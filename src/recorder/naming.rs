// Recording file names: aud_<timestamp>_preset-<preset>_pMode-<mode>.wav

use std::path::{Path, PathBuf};

use chrono::{Local, NaiveDateTime};

use crate::config::{InputPreset, PerformanceMode};

pub fn recording_file_name(
    timestamp: NaiveDateTime,
    input_preset: InputPreset,
    performance_mode: PerformanceMode,
) -> String {
    format!(
        "aud_{}_preset-{}_pMode-{}.wav",
        timestamp.format("%Y_%m_%d_%H_%M_%S"),
        input_preset,
        performance_mode
    )
}

/// File in `dir` named after the current local time
pub fn recording_path(
    dir: &Path,
    input_preset: InputPreset,
    performance_mode: PerformanceMode,
) -> PathBuf {
    dir.join(recording_file_name(
        Local::now().naive_local(),
        input_preset,
        performance_mode,
    ))
}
******************************
Assignment:
Recopy the entries above in their entirety, exactly.

Answer space:
filename src/recorder/naming.rs
// Recording file names: aud_<timestamp>_preset-<preset>_pMode-<mode>.wav

use std::path::{Path, PathBuf};

use chrono::{Local, NaiveDateTime};

use crate::config::{InputPreset, PerformanceMode};

pub fn recording_file_name(
    timestamp: NaiveDateTime,
    input_preset: InputPreset,
    performance_mode: PerformanceMode,
) -> String {
    format!(
        "aud_{}_preset-{}_pMode-{}.wav",
        timestamp.format("%Y_%m_%d_%H_%M_%S"),
        input_preset,
        performance_mode
    )
}

/// File in `dir` named after the current local time
pub fn recording_path(
    dir: &Path,
    input_preset: InputPreset,
    performance_mode: PerformanceMode,
) -> PathBuf {
    dir.join(recording_file_name(
        Local::now().naive_local(),
        input_preset,
        performance_mode,
    ))
}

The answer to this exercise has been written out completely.